DVSA Enforcement activity up 35%
In the 2019 Annual Report and Accounts published by DVSA, the key performance measure of cases where DVSA acted upon the most serous MOT fraud, dishonesty and negligence was up 35%, their target for the year being stated set as a 5% increase.
The report states:
“Enforcing the standards
During the year there were 474 cases where we identified and acted upon the most serious MOT fraud, dishonesty and negligence which is an increase of 35% on the previous year. Cases included examples where the MOT tests were conducted substantially incorrectly, or where fraudulent MOTs were conducted, often linked to irresponsible or unlawful car sales. In the most serious cases, this can lead to loss of authority to test, prosecution and imprisonment. This performance has been achieved by better identifying the garages that showed risk of wrongdoing and targeting resources towards those.”
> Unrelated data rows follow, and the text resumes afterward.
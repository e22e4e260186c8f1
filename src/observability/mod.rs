//! Observability subsystem.
//!
//! # Data Flow
//! ```text
//! All subsystems produce:
//!     → logging.rs (structured log events via `tracing`)
//!     → metrics.rs (counters, histograms via `metrics`)
//!
//! Consumers:
//!     → stdout (pretty or JSON)
//!     → Prometheus scrape endpoint (optional)
//! ```
//!
//! # Design Decisions
//! - Structured fields, not formatted strings, for machine parsing
//! - Request ID flows through the forwarder's spans
//! - Metric calls are no-ops until a recorder is installed

pub mod logging;
pub mod metrics;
DVSA are using “predictive analytics” on the data generated by the MOT Computer to help them identify fraud and inadequate standards. Otherwise known as artificial intelligence (AI), or machine learning, abnormal MOT Testing behavioural patterns submitted by Testing Stations to the MOT Computer can be identified, allowing DVSA to effectively target their enforcement and inspection activities. This is the Red/Amber/Green (RAG) classification of Testing Stations and Testers which DVSA are now using to target their Vehicle Examiners’ enforcement visits.
Co-incidentally, DVSA will in the future allow Testing Station owners to give access to their MOT computer account to a suitably qualified third party for the purpose of monitoring their own Test data, so that they may be alerted to any ‘anomalies’ and address them, hopefully before DVSA’s bots find them.
Either way, by reducing fraud and dishonest or negligent MOT Testing, the ultimate outcome will be safer roads.